Wine writer Peg Melnik can be reached at 707-521-5310 or peg.melnik@pressdemocrat.com.

Wine of the Week: Scouting for the tastiest whites

Wine writer Peg Melnik had a tasting this week of whites and the flight included sauvignon blanc, chardonnay and viognier. While there were some notable wines in the mix, our wine-of-the-week winner is the Orpheus, 2013 Nelson Vineyards, Mendocino Viognier at $20. It's a gorgeous take on the varietal.

TOP PICK

Orpheus, 2013 Nelson Vineyards, Mendocino Viognier, 13.7 percent alcohol, $20. ★★★★ A vibrant viognier with aromas and flavors of brioche, peach, honeysuckle and lemon. Layered and lovely. A knockout.

Other impressive wines:

Cliff Lede, 2013 Napa Valley Sauvignon Blanc, 14.7 percent, $25. ★★★★ A grassy sauvignon blanc with bright grapefruit and lime in the mix. Great minerality. Refreshing. Top-rate.

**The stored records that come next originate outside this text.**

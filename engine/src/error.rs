use thiserror::Error;

pub type Result<T> = std::result::Result<T, Error>;

#[derive(Debug, Clone, Error, PartialEq)]
pub enum Error {
    // Input
    #[error("collection contains no documents")]
    EmptyCollection,
    #[error("malformed benchmark line {line}: {reason}")]
    MalformedBenchmarkLine { line: usize, reason: String },
    #[error("relevance judgment has no relevant documents")]
    EmptyRelevantSet,
    #[error("benchmark contains no queries")]
    EmptyBenchmark,

    // Numeric degeneracy
    #[error("term '{term}' has zero document frequency")]
    ZeroDocumentFrequency { term: String },
    #[error("latent rank {rank} must be in 1..{max}")]
    InvalidRank { rank: usize, max: usize },
    #[error("matrix rank is below the requested latent rank {rank} (singular value {index} vanishes)")]
    RankDeficient { rank: usize, index: usize },
    #[error("cluster {cluster} has no documents at iteration {iteration}")]
    EmptyCluster { cluster: usize, iteration: usize },

    // Configuration
    #[error("invalid config {origin}: {reason}")]
    Config { origin: String, reason: String },
    #[error("{what} requires k > 0")]
    ZeroK { what: &'static str },
    #[error("cannot form {clusters} clusters from {documents} documents")]
    InvalidClusterCount { clusters: usize, documents: usize },
    #[error("blend weight {0} is outside [0, 1]")]
    InvalidBlend(f64),
    #[error("latent-semantic ranking needs an lsi rank; none was configured")]
    LatentFactorsUnavailable,
    #[error("invalid value {value} for {name}")]
    InvalidParameter { name: &'static str, value: f64 },
}
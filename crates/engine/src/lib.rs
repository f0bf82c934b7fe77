// SPDX-License-Identifier: BUSL-1.1
// Copyright (c) 2026 Alfred Jean LLC

// Allow panic!/unwrap/expect in test code
#![cfg_attr(test, allow(clippy::panic))]
#![cfg_attr(test, allow(clippy::unwrap_used))]
#![cfg_attr(test, allow(clippy::expect_used))]

//! reef-engine: the staged audit pipeline.
//!
//! A linear chain of long-lived stage workers linked by bounded
//! channels: ingest, info, analyse, compat, respond. Each worker reads a
//! job record, does its work, grows the record's result map, and
//! forwards the record; recoverable failures go to a shared error
//! channel and the worker keeps going.

pub mod compat_map;
pub mod error;
pub mod info;
pub mod ingest;
pub mod phpcs;
pub mod pipeline;
pub mod record;
pub mod respond;
pub mod run;

pub use compat_map::{classify_report, CompatMap};
pub use error::{ConfigError, PipelineError, StageError};
pub use info::{Info, ProjectInfo};
pub use ingest::Ingest;
pub use phpcs::{Analyse, StandardVersions, COMPAT_STANDARD};
pub use pipeline::{spawn_stage, ErrorSink, Stage, DEFAULT_CHANNEL_CAPACITY};
pub use record::{InFlight, JobRecord, PendingCompat};
pub use respond::Respond;
pub use run::{Pipeline, PipelineConfig, PipelineDeps};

Marimar Estate, 2011 Don Miguel Vineyard, Bonita's Hill, Russian River Valley Chardonnay, 13.5 percent, $43. ★★★1⁄2 A lush chardonnay with notes of pear, lemon and creme brulee. Rich, yet strikes a nice balance. Nice length.

FEL, 2013 Anderson Valley Pinot Gris, 14.2 percent, $25. ★★★★ An aromatic pinot gris with a lush texture. Notes of peach, honey, pear and quince. Striking. This will turn heads.

Graziano, 2012 Mendocino County Chenin Blanc, 13.5 percent, $11. ★★★★ A tasty chenin blanc with notes of tropical fruits and mineral. Good acidity. Layered flavors. Crisp finish. Quite tasty.